[Dataset extract — start]

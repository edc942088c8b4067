//! Query requests and the executor seam
//!
//! The facade turns each call into a `Request` and hands it to an
//! `Executor`. `RestExecutor` sends it to the hosted service, and
//! `MemoryExecutor` answers it in-process.

use async_trait::async_trait;
use serde::{Deserialize, Serialize};
use serde_json::Value;

use super::filter::Filters;
use super::Table;
use crate::error::DatabaseError;

/// Rows requested when an offset is given without a limit
pub const DEFAULT_PAGE_SIZE: u64 = 100;

#[derive(Debug, Clone, Copy, PartialEq, Eq, Serialize)]
#[serde(rename_all = "SCREAMING_SNAKE_CASE")]
pub enum Action {
    Select,
    Insert,
    Update,
    Delete,
    Upsert,
}

#[derive(Debug, Clone, PartialEq, Serialize, Deserialize)]
pub struct OrderBy {
    pub column: String,
    #[serde(default = "default_ascending")]
    pub ascending: bool,
}

fn default_ascending() -> bool {
    true
}

impl OrderBy {
    pub fn asc(column: impl Into<String>) -> Self {
        Self { column: column.into(), ascending: true }
    }

    pub fn desc(column: impl Into<String>) -> Self {
        Self { column: column.into(), ascending: false }
    }
}

/// Ordering and pagination for `select`
#[derive(Debug, Clone, Default, PartialEq, Serialize, Deserialize)]
pub struct SelectOptions {
    #[serde(default)]
    pub order_by: Option<OrderBy>,
    #[serde(default)]
    pub limit: Option<u64>,
    #[serde(default)]
    pub offset: Option<u64>,
}

impl SelectOptions {
    pub fn order_by(mut self, order: OrderBy) -> Self {
        self.order_by = Some(order);
        self
    }

    pub fn limit(mut self, limit: u64) -> Self {
        self.limit = Some(limit);
        self
    }

    pub fn offset(mut self, offset: u64) -> Self {
        self.offset = Some(offset);
        self
    }

    /// Resolve `(limit, offset)` for the request. Zero values count as unset;
    /// an offset without a limit reads one default page.
    pub fn window(&self) -> (Option<u64>, Option<u64>) {
        let limit = self.limit.filter(|l| *l > 0);
        match self.offset.filter(|o| *o > 0) {
            Some(offset) => (Some(limit.unwrap_or(DEFAULT_PAGE_SIZE)), Some(offset)),
            None => (limit, None),
        }
    }
}

#[derive(Debug, Clone, Default, PartialEq, Serialize, Deserialize)]
pub struct UpsertOptions {
    /// Column used to detect an existing row; the primary key when unset
    #[serde(default)]
    pub on_conflict: Option<String>,
}

impl UpsertOptions {
    pub fn on_conflict(column: impl Into<String>) -> Self {
        Self { on_conflict: Some(column.into()) }
    }
}

/// One fully described query against a single table
#[derive(Debug, Clone, PartialEq)]
pub struct Request {
    pub table: Table,
    pub action: Action,
    pub columns: String,
    pub filters: Filters,
    pub order: Option<OrderBy>,
    pub limit: Option<u64>,
    pub offset: Option<u64>,
    /// Ask for the exact number of matching rows
    pub count: bool,
    /// Insert/update/upsert payload: an object or an array of objects
    pub body: Option<Value>,
    pub on_conflict: Option<String>,
}

impl Request {
    pub fn new(table: Table, action: Action) -> Self {
        Self {
            table,
            action,
            columns: "*".to_string(),
            filters: Filters::default(),
            order: None,
            limit: None,
            offset: None,
            count: false,
            body: None,
            on_conflict: None,
        }
    }

    pub fn columns(mut self, columns: &str) -> Self {
        self.columns = if columns.trim().is_empty() { "*".to_string() } else { columns.to_string() };
        self
    }

    pub fn filters(mut self, filters: &Filters) -> Self {
        self.filters = filters.clone();
        self
    }

    pub fn body(mut self, body: Value) -> Self {
        self.body = Some(body);
        self
    }
}

/// Rows returned by the store, plus the total when one was requested
#[derive(Debug, Clone, Default, PartialEq)]
pub struct Response {
    pub rows: Vec<Value>,
    pub count: Option<u64>,
}

impl Response {
    pub fn new(rows: Vec<Value>) -> Self {
        Self { rows, count: None }
    }
}

/// Runs requests against a relational store
#[cfg_attr(test, mockall::automock)]
#[async_trait]
pub trait Executor: Send + Sync {
    async fn execute(&self, request: Request) -> Result<Response, DatabaseError>;

    /// Release resources held by the executor
    async fn close(&self) {}
}
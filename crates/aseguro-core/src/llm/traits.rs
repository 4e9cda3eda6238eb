//! LLM trait definitions

use super::ChatMessage;
use crate::error::Result;
use async_trait::async_trait;

/// Embedding generation trait
#[async_trait]
pub trait Embedder: Send + Sync {
    /// Generate embedding for single text
    async fn embed(&self, text: &str) -> Result<Vec<f32>>;

    /// Generate embeddings for batch of texts
    async fn embed_batch(&self, texts: &[String]) -> Result<Vec<Vec<f32>>>;

    /// Get embedding dimensions
    fn dimensions(&self) -> usize;

    /// Get model name
    fn model_name(&self) -> &str;
}

/// Text generation trait (rerank judgments, answers, structured extraction)
#[async_trait]
pub trait Generator: Send + Sync {
    /// Complete a conversation and return the assistant text
    async fn complete(&self, messages: Vec<ChatMessage>) -> Result<String>;

    /// Get model name
    fn model_name(&self) -> &str;
}
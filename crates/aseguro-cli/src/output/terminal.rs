//! Terminal output formatter

use aseguro_core::{AssistantResponse, ComparisonOutcome, ComparisonResult};
use std::io::{IsTerminal, Write};
use termcolor::{Buffer, BufferWriter, Color, ColorChoice, ColorSpec, WriteColor};

fn color_choice() -> ColorChoice {
    if std::io::stdout().is_terminal() {
        ColorChoice::Auto
    } else {
        ColorChoice::Never
    }
}

pub fn print_response(response: &AssistantResponse) -> std::io::Result<()> {
    let writer = BufferWriter::stdout(color_choice());
    let mut buffer = writer.buffer();
    write_response(&mut buffer, response)?;
    writer.print(&buffer)
}

pub fn write_response(out: &mut Buffer, response: &AssistantResponse) -> std::io::Result<()> {
    match response {
        AssistantResponse::Blocked { reply, reason } => {
            tag(out, "blocked", Color::Red)?;
            writeln!(out, " {}", reply)?;
            out.set_color(ColorSpec::new().set_dimmed(true))?;
            writeln!(out, "  trigger: {}", reason.trigger())?;
            out.reset()?;
        }
        AssistantResponse::Chitchat { reply, .. } => {
            writeln!(out, "{}", reply)?;
        }
        AssistantResponse::Answer { text, sources } => {
            writeln!(out, "{}", text.trim_end())?;
            if !sources.is_empty() {
                writeln!(out)?;
                tag(out, "sources", Color::Cyan)?;
                writeln!(out)?;
                for source in sources {
                    writeln!(
                        out,
                        "  {} (Pág {})",
                        source.insurer,
                        source.page.as_deref().unwrap_or("?")
                    )?;
                }
            }
        }
        AssistantResponse::NoInformation { text } => {
            tag(out, "no information", Color::Yellow)?;
            writeln!(out, " {}", text)?;
        }
        AssistantResponse::Comparison(ComparisonOutcome::Table(table)) => {
            write_table(out, table)?;
        }
        AssistantResponse::Comparison(ComparisonOutcome::Failed { error }) => {
            tag(out, "comparison failed", Color::Red)?;
            writeln!(out, " {}", error)?;
        }
        AssistantResponse::Failed { reason } => {
            tag(out, "failed", Color::Red)?;
            writeln!(out, " {}", reason)?;
        }
    }
    Ok(())
}

fn tag(out: &mut Buffer, label: &str, color: Color) -> std::io::Result<()> {
    out.set_color(ColorSpec::new().set_fg(Some(color)).set_bold(true))?;
    write!(out, "[{}]", label)?;
    out.reset()
}

fn write_table(out: &mut Buffer, table: &ComparisonResult) -> std::io::Result<()> {
    let width = table
        .comparison
        .iter()
        .map(|row| row.insurer.chars().count())
        .max()
        .unwrap_or(0)
        .max(11);

    out.set_color(ColorSpec::new().set_bold(true))?;
    writeln!(out, "{}", table.feature)?;
    out.reset()?;

    for row in &table.comparison {
        if !row.is_specified() {
            out.set_color(ColorSpec::new().set_dimmed(true))?;
        }
        write!(out, "  {:<width$}  {}", row.insurer, row.value, width = width)?;
        if !row.source.is_empty() {
            write!(out, " ({})", row.source)?;
        }
        writeln!(out)?;
        out.reset()?;
        if !row.details.is_empty() {
            writeln!(out, "  {:<width$}  {}", "", row.details, width = width)?;
        }
    }
    Ok(())
}
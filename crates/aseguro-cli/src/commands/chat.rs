//! Interactive chat loop

use crate::app::OutputFormat;
use crate::output::print_response;
use anyhow::Result;
use aseguro_core::{AseguroError, Assistant, Config};
use std::io::Write;
use tokio::io::{AsyncBufReadExt, BufReader};
use tokio_util::sync::CancellationToken;

const EXIT_WORDS: [&str; 3] = ["salir", "exit", "quit"];

pub async fn run(config: &Config, format: OutputFormat, cancel: &CancellationToken) -> Result<()> {
    let assistant = Assistant::from_config(config)?;

    // Load the reference corpora before the first question
    if let Err(e) = assistant.warm(cancel).await {
        if matches!(e, AseguroError::Cancelled(_)) {
            return Ok(());
        }
        tracing::warn!(error = %e, "could not warm reference corpora");
    }

    eprintln!("Aseguro. Escribe tu pregunta ('salir' para terminar).");
    let mut lines = BufReader::new(tokio::io::stdin()).lines();

    loop {
        eprint!("> ");
        std::io::stderr().flush().ok();

        let line = tokio::select! {
            _ = cancel.cancelled() => break,
            line = lines.next_line() => line?,
        };
        let Some(line) = line else { break };
        let query = line.trim();
        if query.is_empty() {
            continue;
        }
        if EXIT_WORDS.contains(&query.to_lowercase().as_str()) {
            break;
        }

        match assistant.route_and_respond_with(query, cancel).await {
            Ok(response) => print_response(&response, format)?,
            Err(AseguroError::Cancelled(_)) => break,
            Err(e) => eprintln!("Error: {}", e),
        }
    }

    Ok(())
}
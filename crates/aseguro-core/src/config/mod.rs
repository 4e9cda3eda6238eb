//! Configuration management

use crate::error::{AseguroError, Result};
use serde::{Deserialize, Serialize};
use std::path::{Path, PathBuf};

/// Main configuration structure
#[derive(Debug, Clone, Serialize, Deserialize, Default)]
pub struct Config {
    /// LLM service configuration
    #[serde(default)]
    pub llm_service: LLMServiceConfig,

    /// Security filter tuning
    #[serde(default)]
    pub security: SecurityConfig,

    /// Chitchat router tuning
    #[serde(default)]
    pub chitchat: ChitchatConfig,

    /// Retrieval and comparison pipeline sizes
    #[serde(default)]
    pub retrieval: RetrievalConfig,

    /// Tool selection
    #[serde(default)]
    pub tools: ToolsConfig,

    /// Directory holding persisted reference-phrase embeddings
    #[serde(default)]
    pub cache_dir: Option<PathBuf>,

    /// SQLite file holding policy passages and their embeddings
    #[serde(default)]
    pub database_path: Option<PathBuf>,

    /// Seed for canned-reply selection (random when unset)
    #[serde(default)]
    pub seed: Option<u64>,
}

/// LLM service configuration for external inference
#[derive(Debug, Clone, Serialize, Deserialize)]
pub struct LLMServiceConfig {
    /// Base URL of the OpenAI-compatible service for chat completions
    pub url: String,

    /// Model name for chat completions (rerank, answers, extraction)
    #[serde(default = "default_chat_model")]
    pub model: String,

    /// Base URL for embeddings service (can be different from LLM URL)
    #[serde(default)]
    pub embedding_url: Option<String>,

    /// Model name for embeddings
    #[serde(default = "default_embedding_model")]
    pub embedding_model: String,

    /// Embedding width; defaults to 3072. Reference vectors of another width are rejected.
    #[serde(default)]
    pub embedding_dimensions: Option<usize>,

    /// API key (optional, for authenticated services)
    #[serde(default)]
    pub api_key: Option<String>,

    /// Request timeout in seconds
    #[serde(default = "default_timeout")]
    pub timeout_secs: u64,
}

impl LLMServiceConfig {
    /// Get the embeddings URL (falls back to main URL if not specified)
    pub fn embeddings_url(&self) -> &str {
        self.embedding_url.as_deref().unwrap_or(&self.url)
    }
}

impl Default for LLMServiceConfig {
    fn default() -> Self {
        Self {
            url: std::env::var("ASEGURO_LLM_URL")
                .unwrap_or_else(|_| "https://api.openai.com".to_string()),
            model: default_chat_model(),
            embedding_url: std::env::var("ASEGURO_EMBEDDING_URL").ok(),
            embedding_model: default_embedding_model(),
            embedding_dimensions: std::env::var("ASEGURO_EMBEDDING_DIMS")
                .ok()
                .and_then(|s| s.parse().ok()),
            api_key: std::env::var("ASEGURO_LLM_API_KEY").ok(),
            timeout_secs: default_timeout(),
        }
    }
}

fn default_chat_model() -> String {
    std::env::var("ASEGURO_LLM_MODEL").unwrap_or_else(|_| "gpt-4o-mini".to_string())
}

fn default_embedding_model() -> String {
    std::env::var("ASEGURO_EMBEDDING_MODEL")
        .unwrap_or_else(|_| "text-embedding-3-large".to_string())
}

fn default_timeout() -> u64 {
    30
}

/// Security filter settings
#[derive(Debug, Clone, Serialize, Deserialize)]
pub struct SecurityConfig {
    /// Minimum cosine similarity against the threat corpus to block
    #[serde(default = "default_security_threshold")]
    pub threshold: f32,

    /// Refuse the query when the semantic gate cannot run
    #[serde(default = "default_true")]
    pub fail_closed: bool,
}

impl Default for SecurityConfig {
    fn default() -> Self {
        Self {
            threshold: default_security_threshold(),
            fail_closed: true,
        }
    }
}

fn default_security_threshold() -> f32 {
    0.82
}

/// Chitchat router settings
#[derive(Debug, Clone, Serialize, Deserialize)]
pub struct ChitchatConfig {
    #[serde(default = "default_true")]
    pub enabled: bool,

    /// Minimum cosine similarity against an intent example to short-circuit
    #[serde(default = "default_chitchat_threshold")]
    pub threshold: f32,
}

impl Default for ChitchatConfig {
    fn default() -> Self {
        Self {
            enabled: true,
            threshold: default_chitchat_threshold(),
        }
    }
}

fn default_chitchat_threshold() -> f32 {
    0.85
}

/// Retrieval pipeline sizes
#[derive(Debug, Clone, Serialize, Deserialize)]
pub struct RetrievalConfig {
    /// Candidates fetched from the vector store before reranking
    #[serde(default = "default_candidate_k")]
    pub candidate_k: usize,

    /// Passages kept after reranking
    #[serde(default = "default_rerank_top_n")]
    pub rerank_top_n: usize,

    /// Characters of each candidate shown to the reranker
    #[serde(default = "default_snippet_chars")]
    pub snippet_chars: usize,

    /// Passages fetched per insurer for comparisons
    #[serde(default = "default_comparison_k")]
    pub comparison_k: usize,
}

impl Default for RetrievalConfig {
    fn default() -> Self {
        Self {
            candidate_k: default_candidate_k(),
            rerank_top_n: default_rerank_top_n(),
            snippet_chars: default_snippet_chars(),
            comparison_k: default_comparison_k(),
        }
    }
}

fn default_candidate_k() -> usize {
    15
}

fn default_rerank_top_n() -> usize {
    5
}

fn default_snippet_chars() -> usize {
    200
}

fn default_comparison_k() -> usize {
    5
}

/// Tool selection settings
#[derive(Debug, Clone, Serialize, Deserialize)]
pub struct ToolsConfig {
    /// Let the generation service choose between consult and compare
    #[serde(default = "default_true")]
    pub auto_select: bool,
}

impl Default for ToolsConfig {
    fn default() -> Self {
        Self { auto_select: true }
    }
}

fn default_true() -> bool {
    true
}

impl Config {
    /// Load config from default path
    pub fn load() -> Result<Self> {
        Self::load_from(Self::default_path())
    }

    /// Load config from an explicit path; a missing file yields defaults
    pub fn load_from(path: impl AsRef<Path>) -> Result<Self> {
        let path = path.as_ref();
        let config = if path.exists() {
            let content = std::fs::read_to_string(path)?;
            serde_yaml::from_str(&content)?
        } else {
            Config::default()
        };
        config.validate()?;
        Ok(config)
    }

    /// Save config to default path
    pub fn save(&self) -> Result<()> {
        self.save_to(Self::default_path())
    }

    /// Save config to an explicit path
    pub fn save_to(&self, path: impl AsRef<Path>) -> Result<()> {
        let path = path.as_ref();
        if let Some(parent) = path.parent() {
            std::fs::create_dir_all(parent)?;
        }
        let content = serde_yaml::to_string(self)?;
        std::fs::write(path, content)?;
        Ok(())
    }

    /// Get default config path
    pub fn default_path() -> PathBuf {
        dirs::config_dir()
            .unwrap_or_else(|| PathBuf::from("."))
            .join(crate::CONFIG_DIR_NAME)
            .join("config.yaml")
    }

    /// Directory for persisted embedding caches
    pub fn cache_dir(&self) -> PathBuf {
        self.cache_dir.clone().unwrap_or_else(|| {
            dirs::cache_dir()
                .unwrap_or_else(|| PathBuf::from("."))
                .join(crate::CACHE_DIR_NAME)
                .join("embeddings")
        })
    }

    /// Passage database path (`ASEGURO_DB` wins over the config file)
    pub fn database_path(&self) -> PathBuf {
        if let Ok(path) = std::env::var("ASEGURO_DB") {
            return PathBuf::from(path);
        }
        self.database_path.clone().unwrap_or_else(|| {
            dirs::data_dir()
                .unwrap_or_else(|| PathBuf::from("."))
                .join(crate::DATA_DIR_NAME)
                .join("passages.sqlite")
        })
    }

    /// Reject settings the pipelines cannot honour
    pub fn validate(&self) -> Result<()> {
        for (name, value) in [
            ("security.threshold", self.security.threshold),
            ("chitchat.threshold", self.chitchat.threshold),
        ] {
            if !(-1.0..=1.0).contains(&value) {
                return Err(AseguroError::Config(format!(
                    "{} must be within [-1, 1], got {}",
                    name, value
                )));
            }
        }

        let r = &self.retrieval;
        if r.candidate_k == 0 || r.rerank_top_n == 0 || r.comparison_k == 0 {
            return Err(AseguroError::Config(
                "retrieval sizes must be greater than zero".to_string(),
            ));
        }
        if r.rerank_top_n > r.candidate_k {
            return Err(AseguroError::Config(format!(
                "retrieval.rerank_top_n ({}) exceeds retrieval.candidate_k ({})",
                r.rerank_top_n, r.candidate_k
            )));
        }

        Ok(())
    }
}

[Dataset extract — finish]

§ **What the exercise asks**:
Take from the listing every line in which the word "must" appears.

§ **Answer to this exercise**:
                    "{} must be within [-1, 1], got {}",
                "retrieval sizes must be greater than zero".to_string(),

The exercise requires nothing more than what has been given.